5.                            Amendments to Finance Documents. It is hereby agreed that from the Effective Date, each Finance Document other than the Loan Agreement shall be deemed to be amended as follows:

 

a.                            such that all references throughout each of the Finance Documents to “this Agreement”, “this Deed”, “hereunder” and other like expressions shall be construed as if the same referred to such Finance Documents as amended and supplemented by this letter; and

 

b.                            the definition of, and references throughout each of the Finance Documents to, the Loan Agreement, any of the other Finance Documents and the Master Agreement shall be construed as if the same referred to the Loan Agreement, those Finance Documents and the Master Agreement as amended and supplemented by this letter.

 

6.                            Amendments to Master Agreement. it is hereby agreed that from the Effective Date, the Master Agreement shall be deemed to be amended as follows:

 

a.                           such that all references throughout the Master Agreement to “this Agreement”, “this Deed”, “hereunder” and other like expressions shall be construed as if the same referred to the Master Agreement as amended and supplemented by this letter; and

 

b.                           the definition of, and references throughout the Master Agreement to Finance Documents shall be construed as if the same referred to those Finance Documents as amended and supplemented by this letter.

 

7.                            Repetition of representations and warranties.
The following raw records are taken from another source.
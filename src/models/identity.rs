use serde::{Deserialize, Serialize};
use std::fmt;

/// 用户ID（由身份提供方分配）
#[derive(Debug, Clone, Copy, PartialEq, Eq, Hash, PartialOrd, Ord, Serialize, Deserialize)]
#[serde(transparent)]
pub struct UserId(pub u64);

impl fmt::Display for UserId {
    fn fmt(&self, f: &mut fmt::Formatter<'_>) -> fmt::Result {
        write!(f, "{}", self.0)
    }
}

/// 提交者身份
///
/// 提交流程只关心 `id` 和 `email_verified` 两个字段
#[derive(Debug, Clone, PartialEq, Eq, Serialize, Deserialize)]
pub struct Identity {
    pub id: UserId,
    pub username: String,
    #[serde(default)]
    pub email_verified: bool,
}

impl Identity {
    pub fn new(id: u64, username: impl Into<String>, email_verified: bool) -> Self {
        Self {
            id: UserId(id),
            username: username.into(),
            email_verified,
        }
    }
}

impl fmt::Display for Identity {
    fn fmt(&self, f: &mut fmt::Formatter<'_>) -> fmt::Result {
        write!(f, "{}#{}", self.username, self.id)
    }
}
use std::collections::HashMap;
use std::path::Path;

use crate::error::AppResult;
use crate::models::identity::{Identity, UserId};
use crate::models::loaders::load_users;

/// 身份提供方
///
/// 注册、登录、邮箱验证都由外部系统完成，这里只负责按用户名/ID 查找身份
pub trait IdentityProvider: Send + Sync {
    fn find_by_username(&self, username: &str) -> Option<Identity>;

    fn find_by_id(&self, id: UserId) -> Option<Identity>;
}

/// 固定用户表（从 `users.toml` 加载）
#[derive(Debug, Clone, Default)]
pub struct StaticIdentityProvider {
    users: HashMap<String, Identity>,
}

impl StaticIdentityProvider {
    /// 用户名重复时以后出现的为准
    pub fn new(users: impl IntoIterator<Item = Identity>) -> Self {
        Self {
            users: users
                .into_iter()
                .map(|identity| (identity.username.clone(), identity))
                .collect(),
        }
    }

    pub async fn from_toml_file(path: &Path) -> AppResult<Self> {
        let users = load_users(path).await?;
        tracing::info!("👤 已加载 {} 个用户", users.len());
        Ok(Self::new(users))
    }

    pub fn len(&self) -> usize {
        self.users.len()
    }

    pub fn is_empty(&self) -> bool {
        self.users.is_empty()
    }
}

impl IdentityProvider for StaticIdentityProvider {
    fn find_by_username(&self, username: &str) -> Option<Identity> {
        self.users.get(username).cloned()
    }

    fn find_by_id(&self, id: UserId) -> Option<Identity> {
        self.users.values().find(|identity| identity.id == id).cloned()
    }
}
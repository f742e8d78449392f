use crate::error::{AppError, AppResult, FileError};
use crate::models::identity::Identity;
use crate::models::request::{SubmissionRequest, UsersFile};
use std::path::{Path, PathBuf};
use tokio::fs;

/// 从 TOML 文件加载一个提交请求
///
/// `fasta_file` 为相对路径时相对于请求文件所在目录解析，读取为原始字节，
/// 编码问题留给提交流程报告
pub async fn load_submission_request(toml_file_path: &Path) -> AppResult<SubmissionRequest> {
    let content = read_file(toml_file_path).await?;

    let mut request: SubmissionRequest = toml::from_str(&content).map_err(|e| {
        AppError::File(FileError::TomlParseFailed {
            path: toml_file_path.display().to_string(),
            source: e,
        })
    })?;

    request.raw = match (&request.fasta, &request.fasta_file) {
        (Some(text), _) => text.clone().into_bytes(),
        (None, Some(fasta_file)) => {
            let fasta_path = resolve_relative(toml_file_path, fasta_file);
            fs::read(&fasta_path)
                .await
                .map_err(|e| AppError::file_read_failed(fasta_path.display().to_string(), e))?
        }
        (None, None) => {
            return Err(AppError::File(FileError::MissingField {
                path: toml_file_path.display().to_string(),
                field: "fasta".to_string(),
            }))
        }
    };

    request.file_path = Some(toml_file_path.to_path_buf());

    Ok(request)
}

/// 从文件夹中加载所有提交请求（按文件名排序）
///
/// 单个文件加载失败只记录警告，不影响其他请求
pub async fn load_all_requests(folder_path: &str) -> AppResult<Vec<SubmissionRequest>> {
    let folder = PathBuf::from(folder_path);

    if !folder.exists() {
        return Err(AppError::File(FileError::DirectoryNotFound {
            path: folder_path.to_string(),
        }));
    }

    let mut toml_files = Vec::new();
    let mut entries = fs::read_dir(&folder)
        .await
        .map_err(|e| AppError::file_read_failed(folder_path, e))?;

    while let Some(entry) = entries
        .next_entry()
        .await
        .map_err(|e| AppError::file_read_failed(folder_path, e))?
    {
        let path = entry.path();
        if path.extension().and_then(|s| s.to_str()) == Some("toml") {
            toml_files.push(path);
        }
    }
    toml_files.sort();

    let mut requests = Vec::with_capacity(toml_files.len());
    for path in toml_files {
        tracing::debug!(
            "正在加载: {}",
            path.file_name().unwrap_or_default().to_string_lossy()
        );

        match load_submission_request(&path).await {
            Ok(request) => requests.push(request),
            Err(e) => tracing::warn!("加载请求文件失败 {}: {}", path.display(), e),
        }
    }

    Ok(requests)
}

/// 加载用户列表
pub async fn load_users(users_file_path: &Path) -> AppResult<Vec<Identity>> {
    let content = read_file(users_file_path).await?;

    let file: UsersFile = toml::from_str(&content).map_err(|e| {
        AppError::File(FileError::TomlParseFailed {
            path: users_file_path.display().to_string(),
            source: e,
        })
    })?;

    Ok(file.users)
}

async fn read_file(path: &Path) -> AppResult<String> {
    if !path.exists() {
        return Err(AppError::File(FileError::NotFound {
            path: path.display().to_string(),
        }));
    }

    fs::read_to_string(path)
        .await
        .map_err(|e| AppError::file_read_failed(path.display().to_string(), e))
}

fn resolve_relative(base_file: &Path, relative: &Path) -> PathBuf {
    if relative.is_absolute() {
        return relative.to_path_buf();
    }
    base_file
        .parent()
        .map(|dir| dir.join(relative))
        .unwrap_or_else(|| relative.to_path_buf())
}

#[cfg(test)]
mod tests {
    use super::*;
    use crate::models::identity::UserId;

    async fn scratch_dir(name: &str) -> PathBuf {
        let dir = std::env::temp_dir().join(format!(
            "sequence_submit_loader_{}_{}",
            name,
            std::process::id()
        ));
        let _ = fs::remove_dir_all(&dir).await;
        fs::create_dir_all(&dir).await.unwrap();
        dir
    }

    #[tokio::test]
    async fn test_load_inline_request() {
        let dir = scratch_dir("inline").await;
        let path = dir.join("a.toml");
        fs::write(&path, "username = \"alice\"\nfasta = \">s1\\nACDE\\n\"\n")
            .await
            .unwrap();

        let request = load_submission_request(&path).await.unwrap();
        assert_eq!(request.username, "alice");
        assert_eq!(request.raw, b">s1\nACDE\n".to_vec());
        assert_eq!(request.name(), "a.toml");
    }

    #[tokio::test]
    async fn test_load_request_with_fasta_file() {
        let dir = scratch_dir("file").await;
        fs::write(dir.join("batch.fasta"), b">s1\nAC\xffDE\n")
            .await
            .unwrap();
        let path = dir.join("b.toml");
        fs::write(&path, "username = \"bob\"\nfasta_file = \"batch.fasta\"\n")
            .await
            .unwrap();

        let request = load_submission_request(&path).await.unwrap();
        assert_eq!(request.raw, b">s1\nAC\xffDE\n".to_vec());
    }

    #[tokio::test]
    async fn test_request_without_sequences_is_rejected() {
        let dir = scratch_dir("missing").await;
        let path = dir.join("c.toml");
        fs::write(&path, "username = \"carol\"\n").await.unwrap();

        let err = load_submission_request(&path).await.unwrap_err();
        assert!(matches!(
            err,
            AppError::File(FileError::MissingField { ref field, .. }) if field == "fasta"
        ));
    }

    #[tokio::test]
    async fn test_load_all_requests_sorted_and_skips_broken() {
        let dir = scratch_dir("all").await;
        fs::write(dir.join("2.toml"), "username = \"b\"\nfasta = \">x\\nAC\"\n")
            .await
            .unwrap();
        fs::write(dir.join("1.toml"), "username = \"a\"\nfasta = \">x\\nAC\"\n")
            .await
            .unwrap();
        fs::write(dir.join("3.toml"), "not toml at all =").await.unwrap();
        fs::write(dir.join("notes.txt"), "ignored").await.unwrap();

        let requests = load_all_requests(&dir.to_string_lossy()).await.unwrap();
        let names: Vec<_> = requests.iter().map(|r| r.username.as_str()).collect();
        assert_eq!(names, vec!["a", "b"]);
    }

    #[tokio::test]
    async fn test_load_users() {
        let dir = scratch_dir("users").await;
        let path = dir.join("users.toml");
        fs::write(
            &path,
            "[[users]]\nid = 1\nusername = \"alice\"\nemail_verified = true\n\n[[users]]\nid = 2\nusername = \"bob\"\n",
        )
        .await
        .unwrap();

        let users = load_users(&path).await.unwrap();
        assert_eq!(users.len(), 2);
        assert_eq!(users[0].id, UserId(1));
        assert!(users[0].email_verified);
        assert!(!users[1].email_verified);
    }

    #[tokio::test]
    async fn test_missing_folder() {
        let err = load_all_requests("/definitely/not/here").await.unwrap_err();
        assert!(matches!(err, AppError::File(FileError::DirectoryNotFound { .. })));
    }
}
use thiserror::Error;

use crate::models::submission::SubmissionId;

/// 提交失败原因
///
/// 除 `Store` 外都是用户输入或策略问题，修改输入后重新提交即可。
/// `Display` 的内容可以直接展示给用户
#[derive(Debug, Error)]
pub enum SubmitError {
    /// 输入无法作为文本解析
    #[error("Error parsing FASTA format: {cause}")]
    ParseError { cause: String },

    /// 没有解析出任何记录
    #[error("No valid sequences found. Please check your FASTA format.")]
    NoSequences,

    /// 单次提交记录过多
    #[error("Maximum {max} sequences allowed per submission.")]
    TooManySequences { count: usize, max: usize },

    /// 序列为空
    #[error("Sequence {index} ({label}) is empty.")]
    EmptySequence { index: usize, label: String },

    /// 序列过长
    #[error("Sequence {index} ({label}) is too long. Maximum {max} amino acids allowed.")]
    TooLong {
        index: usize,
        label: String,
        length: usize,
        max: usize,
    },

    /// 序列含非法字符
    #[error("Sequence {index} ({label}) contains invalid characters. Only amino acid letters (ACDEFGHIKLMNPQRSTVWY) are allowed.")]
    InvalidAlphabet {
        index: usize,
        label: String,
        invalid: char,
    },

    /// 邮箱未验证
    #[error("You must verify your email address before submitting sequences.")]
    EmailNotVerified,

    /// 超出每日配额，`remaining` 可能为负，显示时截断为 0
    #[error("Daily limit exceeded. You can submit {} more sequences today.", clamp_remaining(.remaining))]
    QuotaExceeded { remaining: i64 },

    /// 存储层错误
    #[error("Submission store error: {0}")]
    Store(#[from] StoreError),
}

fn clamp_remaining(remaining: &i64) -> i64 {
    (*remaining).max(0)
}

impl SubmitError {
    /// 稳定的错误类别标识
    pub fn kind(&self) -> &'static str {
        match self {
            SubmitError::ParseError { .. } => "parse_error",
            SubmitError::NoSequences => "no_sequences",
            SubmitError::TooManySequences { .. } => "too_many_sequences",
            SubmitError::EmptySequence { .. } => "empty_sequence",
            SubmitError::TooLong { .. } => "too_long",
            SubmitError::InvalidAlphabet { .. } => "invalid_alphabet",
            SubmitError::EmailNotVerified => "email_not_verified",
            SubmitError::QuotaExceeded { .. } => "quota_exceeded",
            SubmitError::Store(_) => "store_error",
        }
    }

    /// 是否为用户可修正的输入/策略错误
    pub fn is_user_error(&self) -> bool {
        !matches!(self, SubmitError::Store(_))
    }
}

/// 存储层错误
#[derive(Debug, Error)]
pub enum StoreError {
    #[error("I/O error: {0}")]
    Io(#[from] std::io::Error),

    #[error("Serialization error: {0}")]
    Serialization(#[from] serde_json::Error),

    #[error("Submission {0} not found")]
    NotFound(SubmissionId),

    #[error("Submission {0} has already been scored")]
    AlreadyScored(SubmissionId),

    /// 写入前的防御性校验失败
    #[error("Refusing to store invalid sequence {sequence:?}: {reason}")]
    InvalidSequence { sequence: String, reason: String },
}

pub type StoreResult<T> = Result<T, StoreError>;

/// 文件操作错误
#[derive(Debug, Error)]
pub enum FileError {
    /// 文件不存在
    #[error("File not found: {path}")]
    NotFound { path: String },

    /// 读取文件失败
    #[error("Failed to read {path}: {source}")]
    ReadFailed {
        path: String,
        source: std::io::Error,
    },

    /// 写入文件失败
    #[error("Failed to write {path}: {source}")]
    WriteFailed {
        path: String,
        source: std::io::Error,
    },

    /// TOML 解析失败
    #[error("Failed to parse TOML {path}: {source}")]
    TomlParseFailed {
        path: String,
        source: toml::de::Error,
    },

    /// 缺少必要字段
    #[error("{path}: missing field `{field}`")]
    MissingField { path: String, field: String },

    /// 目录不存在
    #[error("Directory not found: {path}")]
    DirectoryNotFound { path: String },
}

/// 配置错误
#[derive(Debug, Error)]
pub enum ConfigError {
    /// 环境变量解析失败
    #[error("Environment variable {var_name}: value '{value}' is not a valid {expected_type}")]
    EnvVarParseFailed {
        var_name: String,
        value: String,
        expected_type: String,
    },

    /// 配置值不合法
    #[error("Invalid configuration `{key}`: {reason}")]
    InvalidValue { key: String, reason: String },
}

/// 应用程序错误类型
#[derive(Debug, Error)]
pub enum AppError {
    #[error("Configuration error: {0}")]
    Config(#[from] ConfigError),

    #[error("File error: {0}")]
    File(#[from] FileError),

    #[error("Submission rejected: {0}")]
    Submit(#[from] SubmitError),

    #[error("Store error: {0}")]
    Store(#[from] StoreError),

    #[error("{0}")]
    Other(String),
}

// ========== 便捷构造函数 ==========

impl AppError {
    /// 创建文件读取错误
    pub fn file_read_failed(path: impl Into<String>, source: std::io::Error) -> Self {
        AppError::File(FileError::ReadFailed {
            path: path.into(),
            source,
        })
    }

    /// 创建文件写入错误
    pub fn file_write_failed(path: impl Into<String>, source: std::io::Error) -> Self {
        AppError::File(FileError::WriteFailed {
            path: path.into(),
            source,
        })
    }

    /// 创建配置值错误
    pub fn invalid_config(key: impl Into<String>, reason: impl Into<String>) -> Self {
        AppError::Config(ConfigError::InvalidValue {
            key: key.into(),
            reason: reason.into(),
        })
    }
}

/// 应用程序结果类型
pub type AppResult<T> = Result<T, AppError>;
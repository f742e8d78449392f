//! 日志工具模块
//!
//! 提供日志初始化和格式化的辅助函数

use anyhow::Result;
use tokio::fs::OpenOptions;
use tokio::io::AsyncWriteExt;
use tracing_subscriber::EnvFilter;

/// 初始化 tracing 日志
///
/// 优先使用 `RUST_LOG`，否则 `verbose` 时为 debug，其余为 info。
/// 重复调用不会报错（测试中会多次初始化）
pub fn init(verbose: bool) {
    let default_level = if verbose { "debug" } else { "info" };
    let filter =
        EnvFilter::try_from_default_env().unwrap_or_else(|_| EnvFilter::new(default_level));

    let _ = tracing_subscriber::fmt().with_env_filter(filter).try_init();
}

/// 初始化日志文件（追加一段带时间的本次运行表头，保留历史记录）
///
/// # 参数
/// - `log_file_path`: 日志文件路径，不存在时创建
pub async fn init_log_file(log_file_path: &str) -> Result<()> {
    let log_header = format!(
        "{}\n提交拒绝记录 - {}\n{}\n\n",
        "=".repeat(60),
        chrono::Local::now().format("%Y-%m-%d %H:%M:%S"),
        "=".repeat(60)
    );

    let mut file = OpenOptions::new()
        .create(true)
        .append(true)
        .open(log_file_path)
        .await?;
    file.write_all(log_header.as_bytes()).await?;
    file.flush().await?;
    Ok(())
}

/// 截断长文本用于日志显示
///
/// # 参数
/// - `text`: 原始文本
/// - `max_len`: 最大长度（字符数）
pub fn truncate_text(text: &str, max_len: usize) -> String {
    if text.chars().count() > max_len {
        text.chars().take(max_len).collect::<String>() + "..."
    } else {
        text.to_string()
    }
}
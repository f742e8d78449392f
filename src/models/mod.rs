pub mod amino_acid;
pub mod identity;
pub mod limits;
pub mod loaders;
pub mod record;
pub mod request;
pub mod submission;

pub use identity::{Identity, UserId};
pub use limits::SubmissionLimits;
pub use loaders::{load_all_requests, load_submission_request, load_users};
pub use record::Record;
pub use request::{SubmissionRequest, UsersFile};
pub use submission::{Submission, SubmissionId, SubmissionReceipt, SubmissionStatus};
//! 编排层（Orchestration Layer）
//!
//! ## 职责
//!
//! 本层负责批量处理和流程调度，不做具体的校验判断。
//!
//! ## 模块划分
//!
//! ### `batch_processor` - 批量请求处理器
//! - 管理应用生命周期（初始化、运行）
//! - 批量加载请求（Vec<SubmissionRequest>）
//! - 控制并发数量（Semaphore）
//! - 输出全局统计信息
//!
//! ### `request_processor` - 单个请求处理器
//! - 查找提交者身份
//! - 委托 SubmissionPipeline 处理
//! - 记录拒绝原因、清理文件
//!
//! ## 层次关系
//!
//! ```text
//! batch_processor (处理 Vec<SubmissionRequest>)
//!     ↓
//! request_processor (处理单个请求)
//!     ↓
//! workflow::SubmissionPipeline (解析 → 校验 → 配额 → 写入)
//!     ↓
//! services (能力层：parser / validators / quota / rejections)
//!     ↓
//! infrastructure (基础设施：SubmissionStore / IdentityProvider)
//! ```

pub mod batch_processor;
pub mod request_processor;

pub use batch_processor::{App, ProcessingStats};
pub use request_processor::{process_request, RequestOutcome};
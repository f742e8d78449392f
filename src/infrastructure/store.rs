//! 提交存储 - 基础设施层
//!
//! 定义提交记录的存储能力（`SubmissionStore`），以及各实现共享的状态与按用户加锁的机制

use chrono::{DateTime, FixedOffset, NaiveDate, Utc};
use serde::{Deserialize, Serialize};
use std::collections::HashMap;
use std::future::Future;
use std::sync::{Arc, Mutex};
use tokio::sync::{Mutex as AsyncMutex, OwnedMutexGuard};

use crate::error::{StoreError, StoreResult};
use crate::models::amino_acid::{check_sequence, SequenceViolation, MAX_SEQUENCE_LENGTH};
use crate::models::identity::UserId;
use crate::models::submission::{Submission, SubmissionId};

/// 提交记录存储
///
/// 职责：
/// - 作为提交记录的唯一可信来源
/// - 提供按用户的互斥锁，使"统计当日数量 → 批量写入"对同一用户串行执行
/// - 批量写入要么全部成功，要么什么都不写
pub trait SubmissionStore: Send + Sync {
    /// 获取某个用户的独占锁，持有期间同一用户的其他提交会等待
    fn lock_identity(&self, user: UserId) -> impl Future<Output = IdentityGuard> + Send;

    /// 统计用户在 `zone` 时区下 `day` 这一天提交的记录数
    fn count_submissions_on(
        &self,
        user: UserId,
        day: NaiveDate,
        zone: FixedOffset,
    ) -> impl Future<Output = StoreResult<usize>> + Send;

    /// 为每条序列创建一条 `pending` 提交记录，按输入顺序返回
    fn insert_submissions(
        &self,
        user: UserId,
        payloads: &[String],
        now: DateTime<Utc>,
    ) -> impl Future<Output = StoreResult<Vec<Submission>>> + Send;

    /// 用户的全部提交记录，按提交时间倒序
    fn list_submissions(&self, user: UserId)
        -> impl Future<Output = StoreResult<Vec<Submission>>> + Send;

    /// 所有待评分的记录，按提交时间正序（供评分服务拉取）
    fn pending_submissions(&self) -> impl Future<Output = StoreResult<Vec<Submission>>> + Send;

    /// 评分服务写回结果，`pending → done`
    fn record_result(
        &self,
        id: SubmissionId,
        result: f64,
        at: DateTime<Utc>,
    ) -> impl Future<Output = StoreResult<Submission>> + Send;
}

/// 用户独占锁的持有凭证，drop 时释放
#[derive(Debug)]
pub struct IdentityGuard {
    user: UserId,
    _guard: OwnedMutexGuard<()>,
}

impl IdentityGuard {
    pub fn user(&self) -> UserId {
        self.user
    }
}

/// 按用户划分的锁表
///
/// 不同用户之间互不阻塞。无人持有也无人等待的条目在下次获取时清理，
/// 锁表大小只与正在提交的用户数有关
#[derive(Debug, Default)]
pub struct IdentityLocks {
    locks: Mutex<HashMap<UserId, Arc<AsyncMutex<()>>>>,
}

impl IdentityLocks {
    pub fn new() -> Self {
        Self::default()
    }

    /// 等待并获取用户的锁
    pub async fn acquire(&self, user: UserId) -> IdentityGuard {
        let lock = {
            let mut locks = self.locks.lock().unwrap_or_else(|e| e.into_inner());
            // 只剩表内一个引用的锁已空闲
            locks.retain(|_, lock| Arc::strong_count(lock) > 1);
            locks.entry(user).or_default().clone()
        };

        IdentityGuard {
            user,
            _guard: lock.lock_owned().await,
        }
    }

    /// 锁表中的条目数
    pub fn len(&self) -> usize {
        self.locks.lock().unwrap_or_else(|e| e.into_inner()).len()
    }

    pub fn is_empty(&self) -> bool {
        self.len() == 0
    }
}

/// 存储实现共享的数据
#[derive(Debug, Clone, Default, Serialize, Deserialize)]
pub(crate) struct StoreState {
    pub last_id: u64,
    pub submissions: Vec<Submission>,
}

impl StoreState {
    pub fn count_on(&self, user: UserId, day: NaiveDate, zone: FixedOffset) -> usize {
        self.submissions
            .iter()
            .filter(|s| s.user == user && submitted_on(s, day, zone))
            .count()
    }

    /// 在当前状态上追加一批提交记录
    ///
    /// 先对整批序列做防御性校验，任何一条不合法都不会改动状态
    pub fn append(
        &mut self,
        user: UserId,
        payloads: &[String],
        now: DateTime<Utc>,
    ) -> StoreResult<Vec<Submission>> {
        for payload in payloads {
            reassert_sequence(payload)?;
        }

        let created: Vec<Submission> = payloads
            .iter()
            .enumerate()
            .map(|(offset, payload)| {
                let id = SubmissionId(self.last_id + offset as u64 + 1);
                Submission::pending(id, user, payload.clone(), now)
            })
            .collect();

        self.last_id += created.len() as u64;
        self.submissions.extend(created.iter().cloned());

        Ok(created)
    }

    pub fn list_for(&self, user: UserId) -> Vec<Submission> {
        let mut listed: Vec<Submission> = self
            .submissions
            .iter()
            .filter(|s| s.user == user)
            .cloned()
            .collect();
        sort_newest_first(&mut listed);
        listed
    }

    pub fn pending(&self) -> Vec<Submission> {
        let mut pending: Vec<Submission> = self
            .submissions
            .iter()
            .filter(|s| s.is_pending())
            .cloned()
            .collect();
        pending.sort_by(|a, b| a.submit_date.cmp(&b.submit_date).then(a.id.cmp(&b.id)));
        pending
    }

    pub fn complete(
        &mut self,
        id: SubmissionId,
        result: f64,
        at: DateTime<Utc>,
    ) -> StoreResult<Submission> {
        let submission = self
            .submissions
            .iter_mut()
            .find(|s| s.id == id)
            .ok_or(StoreError::NotFound(id))?;
        submission.complete(result, at)?;
        Ok(submission.clone())
    }
}

/// 提交时间换算到 `zone` 后是否落在 `day` 当天
pub fn submitted_on(submission: &Submission, day: NaiveDate, zone: FixedOffset) -> bool {
    submission.submit_date.with_timezone(&zone).date_naive() == day
}

/// 默认排序：提交时间倒序，同一时间按 ID 倒序
pub fn sort_newest_first(submissions: &mut [Submission]) {
    submissions.sort_by(|a, b| b.submit_date.cmp(&a.submit_date).then(b.id.cmp(&a.id)));
}

fn reassert_sequence(sequence: &str) -> StoreResult<()> {
    check_sequence(sequence, MAX_SEQUENCE_LENGTH).map_err(|violation| {
        let reason = match violation {
            SequenceViolation::Empty => "empty sequence".to_string(),
            SequenceViolation::TooLong { length, max } => {
                format!("length {length} exceeds {max}")
            }
            SequenceViolation::InvalidCharacter(c) => format!("invalid character {c:?}"),
        };
        StoreError::InvalidSequence {
            sequence: sequence.to_string(),
            reason,
        }
    })
}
The Borrower represents and warrants to the Creditor Parties that the representations and warranties in Clause 10 (Representations and Warranties) of the Loan Agreement, as updated with appropriate modifications to refer to this letter, remain true and not misleading if repeated on the date of this letter with reference to the circumstances now existing.

 

8.                            Repetition of Finance Document representations and warranties. The Borrower and each Owner represents and warrants to the Creditor Parties that the representations and warranties in the Finance Documents and the Master Agreement to which it is a party, as amended and supplemented by this letter and updated with appropriate modifications to refer to this letter, remain true and not misleading if repeated on the date of this letter with reference to the circumstances now existing.

 

9.                            Continuing Obligations under Finance Documents. The Loan Agreement and the other Finance Documents and the Master Agreement shall remain in full force and effect as amended and supplemented by;

 

a.                           the amendments referred to in this letter; and

 

b.                           such further or consequential modifications as may be necessary to give full effect to the terms of this letter.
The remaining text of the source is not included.